Let's consider the following unitization of the following $C^\ast$-algebra. Denote it $\bar{\mathscr{A}}=\mathscr{A}\oplus\mathbb{C}$ with $$(a,\lambda)(b,\mu)=(ab+\lambda b+\mu a,\lambda \mu) \text{ and } (a,\lambda)^\ast=(a^\ast,\bar{\lambda})$$ We know that this is a $\ast$-algebra with unit $(0,1)$.
Consider now $\bar{\mathscr{A}'}=\mathscr{A}\oplus\mathbb{C}$ and suppose that this IS unital. Then $$(a,\lambda)(b,\mu)=(ab,\lambda \mu) \text{ and } (a,\lambda)^\ast=(a^\ast,\bar{\lambda})$$ This has unit $(1,1)$.
I just want to know if $\bar{\mathscr{A}}$ is a $\ast$-isomorphic to $\bar{\mathscr{A}}'$ in a unit preserving manner.
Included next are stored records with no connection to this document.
//! Build a package, boot a guest, run the suites and report, using the
//! in-process fakes for the build root and hypervisor.

use std::sync::Arc;
use std::time::Duration;

use rpmgate_core::fakes::{FakeBuildRoot, FakeHypervisor};
use rpmgate_core::{
    Arch, BuildExecutor, FsTransport, PackageSpec, SessionRegistry, SharedMount, TestOutcome,
    TestReport, TestRunner, TestSuite, VmDescriptor, VmSession,
};

fn arch() -> Arch {
    "x86_64".parse().unwrap()
}

fn descriptor(dir: &tempfile::TempDir, name: &str) -> VmDescriptor {
    let image = dir.path().join("base.qcow2");
    std::fs::write(&image, b"qcow").unwrap();
    VmDescriptor::new(name, arch(), image).with_shutdown_timeout(Duration::from_secs(5))
}

#[tokio::test]
async fn built_packages_are_installed_and_tested() {
    let dir = tempfile::tempdir().unwrap();
    let out = dir.path().join("out");
    let provider = Arc::new(FakeBuildRoot::new().produces("foo", "1.0", "1"));
    let builder = BuildExecutor::new(provider, &out, 1);
    let set = builder
        .build(&PackageSpec::new("foo", "/src/foo.spec", "/src"), &arch(), &[])
        .await
        .unwrap();
    assert_eq!(set.package_names(), vec!["foo".to_string()]);

    let staging = dir.path().join("staging");
    std::fs::create_dir_all(&staging).unwrap();
    let mount = SharedMount::new("staging", &staging, "/rpmgate.staging", FsTransport::NineP).read_only();

    let hv = FakeHypervisor::new();
    let registry = SessionRegistry::new();
    let mut session = VmSession::start(&registry, &hv, descriptor(&dir, "acme-x86_64").with_mount(mount))
        .await
        .unwrap();
    session.mount_all().await.unwrap();
    assert_eq!(hv.mounted(), vec!["staging".to_string()]);

    let suites = vec![
        TestSuite::basic_install(&set.package_names(), Duration::from_secs(60)),
        TestSuite::new("smoke", "foo --version", Duration::from_secs(10)),
    ];
    let results = TestRunner::new().run(&mut session, &suites).await;
    session.stop(false).await.unwrap();

    let mut report = TestReport::new("acme");
    report.extend(&arch(), results);
    assert!(report.all_passed());
    assert!(report.summary().ends_with("2 passed, 0 failed, 0 errors"));
    assert_eq!(hv.exec_count_matching("install foo"), 1);
    assert_eq!(hv.live_guests(), 0);
    assert!(!registry.is_live("acme-x86_64"));

    builder.release(&set).await;
    assert_eq!(std::fs::read_dir(&out).unwrap().count(), 0);
}

#[tokio::test]
async fn failing_install_stops_validation_and_shows_in_junit() {
    let dir = tempfile::tempdir().unwrap();
    let hv = FakeHypervisor::new();
    hv.script_exit("install foo", 1, "Error: Nothing to do & <no match>");
    let registry = SessionRegistry::new();
    let mut session = VmSession::start(&registry, &hv, descriptor(&dir, "acme-x86_64"))
        .await
        .unwrap();

    let suites = vec![
        TestSuite::basic_install(&["foo".to_string()], Duration::from_secs(60)),
        TestSuite::new("smoke", "foo --version", Duration::from_secs(10)),
    ];
    let results = TestRunner::new().run(&mut session, &suites).await;
    session.stop(false).await.unwrap();

    assert_eq!(results.len(), 1);
    assert_eq!(results[0].classification, TestOutcome::Failed);
    assert_eq!(hv.exec_count_matching("foo --version"), 0);

    let mut report = TestReport::new("acme");
    report.extend(&arch(), results);
    let xml = report.junit();
    assert!(xml.contains("<failure message=\"exit code 1\">"));
    assert!(xml.contains("&amp; &lt;no match&gt;"));
}
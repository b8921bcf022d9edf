//! rpmgate pipeline - build, validate, publish
//!
//! Fans a [`BuildRequest`] out over its target architectures. Each branch:
//! - builds every package in a clean build root
//! - validates the result in a fresh guest against a private staging repo
//! - commits to the live repository only if every suite passed
//! - archives the published artifacts in the annex
//!
//! Branches succeed or fail independently; a request can partially succeed.

pub mod coordinator;
pub mod error;
pub mod request;
pub mod state;

pub use coordinator::{Coordinator, RequestHandle};
pub use error::{PipelineError, PipelineResult};
pub use request::{BranchOutcome, BuildRequest, ProgressEvent, RequestOutcome, RequestStatus};
pub use state::BranchState;
impl VmSession {
    /// Reserve the name, launch the guest and wait for its ready marker.
    ///
    /// On `BootTimeout` the guest process has been killed and reaped before
    /// the error is returned.
    pub async fn start(
        registry: &SessionRegistry,
        hypervisor: &dyn Hypervisor,
        descriptor: VmDescriptor,
    ) -> SessionResult<Self> {
        let lease = registry.acquire(&descriptor.name)?;

        if !descriptor.image.exists() {
            return Err(SessionError::ImageNotFound(descriptor.image.clone()));
        }

        let mut session = Self {
            descriptor,
            state: SessionState::Created,
            guest: None,
            console: String::new(),
            mounted: Vec::new(),
            _lease: lease,
        };

        session.transition(SessionState::Booting)?;
        match hypervisor.launch(&session.descriptor).await {
            Ok(guest) => session.guest = Some(guest),
            Err(e) => {
                session.transition(SessionState::Failed)?;
                return Err(e);
            }
        }

        if let Err(e) = session.wait_ready().await {
            session.terminate().await;
            session.transition(SessionState::Failed)?;
            return Err(e);
        }
        session.transition(SessionState::Ready)?;
        Ok(session)
    }

    pub fn name(&self) -> &str {
        &self.descriptor.name
    }

    pub fn state(&self) -> SessionState {
        self.state
    }

    pub fn descriptor(&self) -> &VmDescriptor {
        &self.descriptor
    }

    /// Console output captured so far (tail only).
    pub fn console_log(&self) -> &str {
        &self.console
    }

    fn transition(&mut self, next: SessionState) -> SessionResult<()> {
        let from = self.state;
        self.state.advance(next)?;
        obs::emit_session_state(&self.descriptor.name, from.as_str(), next.as_str());
        Ok(())
    }

    fn guest(&mut self) -> SessionResult<&mut Box<dyn GuestHandle>> {
        let name = self.descriptor.name.clone();
        self.guest
            .as_mut()
            .ok_or_else(|| SessionError::GuestUnreachable(format!("VM {name} has no guest process")))
    }

    fn record_console(&mut self, chunk: &str) {
        self.console.push_str(chunk);
        if self.console.len() > CONSOLE_KEEP {
            let mut cut = self.console.len() - CONSOLE_KEEP;
            while !self.console.is_char_boundary(cut) {
                cut += 1;
            }
            self.console.drain(..cut);
        }
    }

    async fn wait_ready(&mut self) -> SessionResult<()> {
        let limit = self.descriptor.boot_timeout;
        let deadline = Instant::now() + limit;
        let marker = self.descriptor.ready_marker.clone();

        loop {
            let remaining = deadline.saturating_duration_since(Instant::now());
            if remaining.is_zero() {
                return Err(self.boot_timeout());
            }
            let next = {
                let guest = self.guest()?;
                tokio::time::timeout(remaining, guest.read_console()).await
            };
            match next {
                Err(_) => return Err(self.boot_timeout()),
                Ok(Ok(Some(chunk))) => {
                    self.record_console(&chunk);
                    if self.console.contains(&marker) {
                        debug!(session = %self.descriptor.name, "ready marker seen");
                        return Ok(());
                    }
                }
                Ok(Ok(None)) => {
                    return Err(SessionError::GuestUnreachable(format!(
                        "console of {} closed during boot",
                        self.descriptor.name
                    )))
                }
                Ok(Err(e)) => return Err(e),
            }
        }
    }

    fn boot_timeout(&self) -> SessionError {
        SessionError::BootTimeout {
            name: self.descriptor.name.clone(),
            waited_secs: self.descriptor.boot_timeout.as_secs(),
        }
    }

    async fn terminate(&mut self) {
        if let Some(mut guest) = self.guest.take() {
            if let Err(e) = guest.kill().await {
                warn!(session = %self.descriptor.name, error = %e, "failed to kill guest");
                guest.kill_now();
            }
        }
    }

    fn require_ready(&self) -> SessionResult<()> {
        if self.state != SessionState::Ready {
            return Err(SessionError::GuestUnreachable(format!(
                "VM {} is {}",
                self.descriptor.name,
                self.state.as_str()
            )));
        }
        Ok(())
    }

    /// Mount shares declared in the descriptor.
    ///
    /// Each share's transport must be supported by the guest kernel; an
    /// unsupported transport is reported, never swapped for the other one.
    pub async fn mount_shared(&mut self, mounts: &[SharedMount]) -> SessionResult<()> {
        self.require_ready()?;
        for mount in mounts {
            if !self.descriptor.mounts.iter().any(|m| m.tag == mount.tag) {
                return Err(SessionError::UndeclaredMount(mount.tag.clone()));
            }
        }

        let supported = self.guest()?.supported_transports().await?;
        for mount in mounts {
            if !supported.contains(&mount.transport) {
                return Err(SessionError::TransportUnsupported {
                    transport: mount.transport,
                    tag: mount.tag.clone(),
                });
            }
        }

        for mount in mounts {
            if self.mounted.contains(&mount.tag) {
                continue;
            }
            self.guest()?.mount(mount).await?;
            debug!(session = %self.descriptor.name, tag = %mount.tag, path = %mount.guest_path, "share mounted");
            self.mounted.push(mount.tag.clone());
        }
        Ok(())
    }

    /// Mount every share declared in the descriptor.
    pub async fn mount_all(&mut self) -> SessionResult<()> {
        let mounts = self.descriptor.mounts.clone();
        self.mount_shared(&mounts).await
    }

    /// Run `command` in the guest, bounded by `timeout`.
    ///
    /// A command that runs to completion yields a `TestResult` whatever its
    /// exit code. An unreachable guest fails the session.
    pub async fn exec(&mut self, command: &GuestCommand, timeout: Duration) -> SessionResult<TestResult> {
        self.require_ready()?;
        self.transition(SessionState::Executing)?;

        let started = Instant::now();
        let script = command.wrapped();
        let outcome = {
            let guest = self.guest()?;
            tokio::time::timeout(timeout, guest.exec(&script)).await
        };
        let duration_ms = started.elapsed().as_millis() as u64;

        match outcome {
            Ok(Ok(output)) => {
                self.transition(SessionState::Ready)?;
                Ok(TestResult::from_exit(
                    &command.id,
                    output.exit_code,
                    duration_ms,
                    output.output,
                ))
            }
            Ok(Err(e)) => {
                warn!(session = %self.descriptor.name, command = %command.id, error = %e, "guest command failed");
                self.transition(SessionState::Failed)?;
                Err(e)
            }
            Err(_) => {
                self.transition(SessionState::Ready)?;
                Err(SessionError::Timeout {
                    command_id: command.id.clone(),
                    limit_ms: timeout.as_millis() as u64,
                })
            }
        }
    }

    /// Read a file from the guest, bounded by `timeout`.
    pub async fn read_guest_file(&mut self, path: &str, timeout: Duration) -> SessionResult<String> {
        self.require_ready()?;
        let script = format!("cat '{path}'");
        let guest = self.guest()?;
        match tokio::time::timeout(timeout, guest.exec(&script)).await {
            Ok(Ok(out)) if out.exit_code == 0 => Ok(out.output),
            Ok(Ok(out)) => Err(SessionError::GuestUnreachable(format!(
                "cannot read {path}: exit {}",
                out.exit_code
            ))),
            Ok(Err(e)) => Err(e),
            Err(_) => Err(SessionError::Timeout {
                command_id: format!("read {path}"),
                limit_ms: timeout.as_millis() as u64,
            }),
        }
    }

    /// Shut the guest down.
    ///
    /// With `force` the process is killed at once. Otherwise the guest is asked
    /// to power off and given `shutdown_timeout`; if it overruns it is killed
    /// and `ShutdownTimeout` is returned. The process is gone either way.
    pub async fn stop(&mut self, force: bool) -> SessionResult<()> {
        if self.state.is_terminal() {
            self.terminate().await;
            return Ok(());
        }
        if self.state != SessionState::Ready {
            self.terminate().await;
            return self.transition(SessionState::Failed);
        }
        self.transition(SessionState::ShuttingDown)?;

        if force {
            self.terminate().await;
            return self.transition(SessionState::Stopped);
        }

        let limit = self.descriptor.shutdown_timeout;
        let graceful = {
            let guest = self.guest()?;
            let _ = guest.request_poweroff().await;
            tokio::time::timeout(limit, guest.wait_exit()).await
        };

        match graceful {
            Ok(Ok(())) => {
                self.guest = None;
                self.transition(SessionState::Stopped)
            }
            Ok(Err(e)) => {
                self.terminate().await;
                self.transition(SessionState::Failed)?;
                Err(e)
            }
            Err(_) => {
                self.terminate().await;
                self.transition(SessionState::Failed)?;
                Err(SessionError::ShutdownTimeout {
                    name: self.descriptor.name.clone(),
                    waited_secs: limit.as_secs(),
                })
            }
        }
    }
}
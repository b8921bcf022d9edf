//! Fan-out coordinator: one independent branch per target architecture.
//!
//! A branch builds every package of the request, stages the binaries into a
//! private repository, validates them in a fresh guest and, only if every
//! suite passed, commits them to the live repository and archives them.
//! Branches share nothing but the worker pool, so one architecture failing
//! never blocks or rolls back another.

use std::collections::HashMap;
use std::path::PathBuf;
use std::sync::Arc;
use std::time::{Duration, Instant};

use futures::stream::{BoxStream, StreamExt};
use rpmgate_core::obs;
use rpmgate_core::render::{self, cloud_init_meta_data, cloud_init_user_data, guest_mount_point};
use rpmgate_core::vm::CloudInitSeed;
use rpmgate_core::{
    Arch, ArtifactSet, BuildArtifact, BuildExecutor, Classify, ConfigError, GuestCommand, Hypervisor,
    ProjectConfig, RenderContext, RepoConfig, SessionRegistry, SharedMount, TestOutcome,
    TestResult, TestRunner, TestSuite, VmDescriptor, VmSession,
};
use rpmgate_state::{Annex, RepositoryHandle, RepositoryStore, RetentionPolicy, StagedChange};
use sha2::{Digest, Sha256};
use tokio::sync::{mpsc, watch, Semaphore};
use tokio::task::JoinHandle;
use tracing::{debug, info, warn, Instrument};

use crate::error::{PipelineError, PipelineResult};
use crate::request::{BranchOutcome, BuildRequest, ProgressEvent, RequestOutcome};
use crate::state::BranchState;

/// Name of the per-branch repository holding freshly built packages.
const STAGING_REPO: &str = "rpmgate-staging";

const PREPARE_TIMEOUT: Duration = Duration::from_secs(600);

/// 9p mount tags are limited to 31 bytes.
const MAX_TAG_LEN: usize = 31;

/// Hex digits of the name digest appended to shortened tags.
const TAG_DIGEST_LEN: usize = 8;

/// Runs requests against one project configuration.
///
/// Cheap to clone; clones share the worker pool, the session registry and
/// the repository store.
#[derive(Clone)]
pub struct Coordinator {
    config: Arc<ProjectConfig>,
    hypervisor: Arc<dyn Hypervisor>,
    builder: Arc<BuildExecutor>,
    repos: Arc<RepositoryStore>,
    annex: Arc<Annex>,
    registry: SessionRegistry,
    runner: TestRunner,
    workers: Arc<Semaphore>,
    scratch: PathBuf,
}
// Interactive client: blocking line editor multiplexed against a socket.
//
// A background thread plays the server side of a Unix socket pair: it echoes
// every line sent to it and pushes a "tick" message when the client is idle,
// so server output keeps interleaving with the prompt.

use std::io::{self, Read, Write};
use std::os::unix::io::AsRawFd;
use std::os::unix::net::UnixStream;
use std::thread;
use std::time::Duration;

use tracing_subscriber::EnvFilter;
use ttyline::terminals::StdioTerminal;
use ttyline::{signals, EditorConfig, History, LineEditor, ReadOutcome};

fn main() {
    tracing_subscriber::fmt()
        .with_env_filter(EnvFilter::from_default_env())
        .with_writer(io::stderr)
        .init();

    if let Err(e) = run() {
        eprintln!("\n[client] error: {}", e);
        std::process::exit(1);
    }
}

fn run() -> ttyline::Result<()> {
    println!("[client] connected to demo server");
    println!("  <text>     send a message");
    println!("  history    show command history");
    println!("  quit       exit (Ctrl+C / Ctrl+D also work)");
    println!();

    let (mut socket, server) = UnixStream::pair()?;
    spawn_server(server);

    if let Err(e) = signals::install() {
        eprintln!("[client] running without signal handling: {}", e);
    }

    let config = EditorConfig::default().with_prompt("[you] ");
    let mut history = History::from_config(&config);
    let mut editor = LineEditor::new(&config);
    let mut terminal = StdioTerminal::new();
    let mut inbox = [0u8; 4096];

    loop {
        match editor.read_line(&mut terminal, &mut history, Some(socket.as_raw_fd()))? {
            ReadOutcome::ExternalReady => {
                let n = socket.read(&mut inbox)?;
                if n == 0 {
                    println!("[client] server closed the connection");
                    break;
                }
                let text = String::from_utf8_lossy(&inbox[..n]);
                print!("[server] {}", text);
                if !text.ends_with('\n') {
                    println!();
                }
                io::stdout().flush()?;
            }
            ReadOutcome::Line(line) => match line.trim() {
                "quit" => break,
                "history" => {
                    for (i, entry) in history.iter().enumerate() {
                        println!("{:>3}  {}", i + 1, entry);
                    }
                }
                "" => {}
                text => socket.write_all(format!("{}\n", text).as_bytes())?,
            },
            ReadOutcome::EndOfInput | ReadOutcome::Interrupted => break,
        }
    }

    println!("[client] disconnecting...");
    signals::restore_default_handlers()?;
    Ok(())
}

fn spawn_server(mut stream: UnixStream) {
    thread::spawn(move || {
        if stream.set_read_timeout(Some(Duration::from_secs(10))).is_err() {
            return;
        }
        let mut buf = [0u8; 1024];
        let mut ticks = 0u32;
        loop {
            let reply = match stream.read(&mut buf) {
                Ok(0) => break,
                Ok(n) => format!("echo: {}", String::from_utf8_lossy(&buf[..n])),
                Err(e) if matches!(e.kind(), io::ErrorKind::WouldBlock | io::ErrorKind::TimedOut) => {
                    ticks += 1;
                    format!("tick {}\n", ticks)
                }
                Err(_) => break,
            };
            if stream.write_all(reply.as_bytes()).is_err() {
                break;
            }
        }
    });
}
Some notation first. Let $A$ be a unital $C^*$-algebra (which is equivalent with the direct sum $A\oplus \mathbb{C}$ being unital). Let $A_I$ be its unitisation and $A\oplus \mathbb{C}$ (so the unit is $(0,1))$ be the direct sum of $C^*$-algebras (so the unit is $(1,1)$). A $*$-isomorphism $\Phi: A \oplus \mathbb{C}\to A_I$ must preserve the units, so we must map $(1,1)\mapsto (0,1)$. Thus, the identity map on the underlying vector spaces will not work. What is the easiest way to map $(1,1)\mapsto (0,1)?$ Well, consider
$$\Phi: A\oplus \mathbb{C} \to A_I: (a, \lambda)\mapsto (a-\lambda 1_A, \lambda).$$ Check that this is a $*$-isomorphism.